One of the arguments attacked addresses a Zenonian problem about
traversing or touching in succession an infinite series of parts. The
idea that there are indivisible lines offers an alternative to the view
that any extended magnitude must be divisible to infinity. Another
argument concerns Platonic Forms, and would only apply to those who
accepted their existence. It argues that the Form of a triangle
presupposes the existence of a Form of a line, and adds that this ideal
line cannot have parts, presumably because parts are taken to be prior
to the whole they compose and Forms need to have a kind of primacy to
be explanatory. A distinct argument also depends on the idea of
priority: it is argued that if the physical elements composing a body
are regarded as the ultimate parts prior to a whole, they cannot be
further divisible. Although this does not argue for indivisible lines
per se, it is used to suggest that the objects of sense as
well as those of thought must include things without parts.

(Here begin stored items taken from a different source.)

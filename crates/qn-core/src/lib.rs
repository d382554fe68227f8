//! # qn-core
//!
//! Foundational types shared by every crate of the workspace: numeric
//! aliases, the error type with its early-return macros, option payoffs,
//! exercise schedules and position signs.
//!
//! All times are year fractions measured from a common reference time `0`.

#![warn(missing_docs)]
#![forbid(unsafe_code)]

// ── Public modules ───────────────────────────────────────────────────────────

/// Error type and the `ensure!` / `ensure_post!` / `fail!` macros.
pub mod errors;

/// Exercise schedules (European, American, Bermudan).
pub mod exercise;

/// Option payoffs and the call/put flag.
pub mod payoff;

/// Long/short position.
pub mod position;

// ── Primitive type aliases ────────────────────────────────────────────────────

/// Floating-point type used throughout the library.
pub type Real = f64;

/// Signed integer used for lattice node offsets.
pub type Integer = i32;

/// Alias used for array sizes and indices.
pub type Size = usize;

/// A time measurement in years.
pub type Time = Real;

/// A rate expressed as a decimal (0.05 = 5 %).
pub type Rate = Real;

/// A spread over a reference rate.
pub type Spread = Real;

/// A discount factor in (0, 1].
pub type DiscountFactor = Real;

/// A volatility expressed as a decimal.
pub type Volatility = Real;

/// A probability in [0, 1].
pub type Probability = Real;

/// A price or value.
pub type Price = Real;

/// Tolerance used when deciding whether two times coincide.
pub const TIME_EPSILON: Time = 1.0e-10;

/// Return `true` if `t1` and `t2` denote the same point in time.
#[inline]
pub fn same_time(t1: Time, t2: Time) -> bool {
    (t1 - t2).abs() <= TIME_EPSILON * (1.0 + t1.abs().max(t2.abs()))
}

// ── Re-exports for convenience ────────────────────────────────────────────────

pub use errors::{Error, Result};
pub use exercise::{Exercise, ExerciseType};
pub use payoff::{
    AssetOrNothingPayoff, CashOrNothingPayoff, OptionType, Payoff, PlainVanillaPayoff,
    StrikedPayoff,
};
pub use position::Position;
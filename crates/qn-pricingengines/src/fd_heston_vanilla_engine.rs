//! Finite-difference engine for vanilla options under Heston.

use crate::config::EngineConfig;
use crate::instruments::VanillaOptionArgs;
use crate::results::{OptionResults, PricingEngine};
use qn_core::{ensure, errors::Result, Real, Size, Time};
use qn_methods::finite_differences::{
    FdmBlackScholesMesher, FdmBoundaryConditionSet, FdmHestonSolver, FdmHestonVarianceMesher,
    FdmLogInnerValue, FdmMesher, FdmMesherComposite, FdmSchemeDesc, FdmSolverDesc,
    FdmStepConditionComposite,
};
use qn_processes::{GeneralizedBlackScholesProcess, HestonProcess};
use qn_termstructures::BlackConstantVol;
use std::sync::Arc;
use tracing::debug;

/// Vanilla options on a log-spot × variance grid.
///
/// The spot range is that of a Black-Scholes process whose volatility is
/// the root of the expected average variance up to maturity.
#[derive(Debug, Clone)]
pub struct FdHestonVanillaEngine {
    process: Arc<HestonProcess>,
    t_grid: Size,
    x_grid: Size,
    v_grid: Size,
    damping_steps: Size,
    scheme: FdmSchemeDesc,
}

impl FdHestonVanillaEngine {
    /// Engine with `x_grid` spot and `v_grid` variance points.
    pub fn new(
        process: Arc<HestonProcess>,
        t_grid: Size,
        x_grid: Size,
        v_grid: Size,
        damping_steps: Size,
        scheme: FdmSchemeDesc,
    ) -> Result<Self> {
        ensure!(t_grid > 0, "at least one time step required");
        ensure!(
            x_grid >= 3 && v_grid >= 3,
            "grids need at least three points, got {x_grid} × {v_grid}"
        );
        ensure!(
            damping_steps <= t_grid,
            "{damping_steps} damping steps exceed {t_grid} time steps"
        );
        scheme.validate()?;
        Ok(Self {
            process,
            t_grid,
            x_grid,
            v_grid,
            damping_steps,
            scheme,
        })
    }

    /// Engine with the grids and scheme of `config.fd`.
    pub fn from_config(process: Arc<HestonProcess>, config: &EngineConfig) -> Result<Self> {
        config.validate()?;
        let fd = &config.fd;
        Self::new(process, fd.t_grid, fd.x_grid, fd.v_grid, fd.damping_steps, fd.scheme)
    }

    fn average_variance(&self, maturity: Time) -> Real {
        let p = &self.process;
        let kt = p.kappa() * maturity;
        if kt.abs() < 1e-8 {
            p.v0()
        } else {
            p.theta() + (p.v0() - p.theta()) * (-(-kt).exp_m1()) / kt
        }
    }
}

impl PricingEngine<VanillaOptionArgs> for FdHestonVanillaEngine {
    type Results = OptionResults;

    fn calculate(&self, args: &VanillaOptionArgs) -> Result<OptionResults> {
        let maturity = args.exercise.last_time();
        ensure!(maturity > 0.0, "option already expired");
        let strike = args.strike();
        let p = &self.process;

        let vol_estimate = self.average_variance(maturity).max(1e-4).sqrt();
        let proxy = GeneralizedBlackScholesProcess::new(
            p.s0(),
            Arc::clone(p.risk_free_rate()),
            Arc::clone(p.dividend_yield()),
            Arc::new(BlackConstantVol::new(vol_estimate)),
        );
        let mesher: Arc<dyn FdmMesher> = Arc::new(FdmMesherComposite::from_2d(
            FdmBlackScholesMesher::with_concentration(
                self.x_grid,
                &proxy,
                maturity,
                strike,
                1e-4,
                1.5,
                Some((strike, 0.1)),
            )?,
            FdmHestonVarianceMesher::new(self.v_grid, p, maturity, 1e-4)?,
        ));
        let calculator =
            Arc::new(FdmLogInnerValue::new(args.plain_payoff(), Arc::clone(&mesher), 0));
        let desc = FdmSolverDesc {
            condition: FdmStepConditionComposite::vanilla_composite(
                &args.exercise,
                calculator.clone(),
                Arc::clone(&mesher),
            ),
            mesher,
            bc_set: FdmBoundaryConditionSet::new(),
            calculator,
            maturity,
            time_steps: self.t_grid,
            damping_steps: self.damping_steps,
        };
        debug!(
            x_grid = self.x_grid,
            v_grid = self.v_grid,
            t_grid = self.t_grid,
            scheme = ?self.scheme.kind,
            vol_estimate,
            "fd heston vanilla"
        );
        let solver = FdmHestonSolver::new(Arc::clone(p), desc, self.scheme)?;

        let (s0, v0) = (p.s0(), p.v0());
        Ok(OptionResults {
            value: solver.value_at(s0, v0),
            delta: Some(solver.delta_at(s0, v0)),
            gamma: Some(solver.gamma_at(s0, v0)),
            theta: Some(solver.theta_at(s0, v0)?),
            error_estimate: None,
        })
    }
}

A further argument depends on thinking that opposite properties must
have opposite characteristics: if ‘many’ or
‘large’ things have infinite parts, it is argued, then
‘few’ or ‘small’ things must have only a finite
number of parts. It is then concluded that there must be a magnitude
without parts, apparently so that it is not further divisible and thus
composed of an infinite number of parts. The last argument depends on
the idea that mathematicians talk of commensurable lines, and posit a
single unit of measurement: this would not be possible if the unit were
divisible, because the parts of the unit, if measured, would be
measured by the unit measure and it would then turn out to contain
multiple units within itself.

5. Minima Naturalia in Aristotle

An argument in Aristotle (Physics 1.4, 187b14–21) is
sometimes taken by later writers as evidence that Aristotle allowed
for the existence of minima in natural things. Aristotle writes that
there is a smallest size of material substrate on which it is possible
for the form of a given natural tissue to occur. Blood and bone, say,
are all materially composed of given proportions of earth, air, fire,
and water: there needs to be a certain minimal amount of these
material components present before the form of blood or bone can
occur. This doctrine, while it is surely compatible with the view that
the material components are nonetheless infinitely divisible, is
sometimes read, by some Neoplatonist commentators and later sources
interested in atomist theory, as evidence that Aristotle endorsed the
existence of minimal physical parts. In late antiquity, this debate
seems to have moved away from the radical solution of positing minimal
physical parts or atoms—a view that seems to have had few
advocates—into a puzzle about the possibilities of ‘bottom
up’ explanation or the need to regard emergent properties as
‘supervening’ and not mere products of the necessary
material base.

6. Diodorus Cronus

Diodorus Cronus (late 4th c. BCE), a member of the supposed
Dialectical School, is reported to have offered new arguments that
there must be partless bodies or magnitudes. Most reports suggest that
his focus was on logical arguments rather than on physical theory: he
used arguments that depend on positing mutually exhaustive
alternatives.

Perhaps drawing on an argument of Aristotle’s (Sens. 7,
449a20–31]), Diodorus apparently used the idea that there is a smallest
size at which an object at a given distance is visible as the basis for
an argument that there are indivisible magnitudes. His argument begins
from the idea that there is a difference in size between the smallest
size at which a given object is visible—presumably from a given
distance—and the largest size at which it is invisible. Unless we
concede that, at some magnitude, a body is both invisible and visible
(or neither), there cannot be any other magnitude intermediate between
these two magnitudes. Magnitudes must increase by discrete units.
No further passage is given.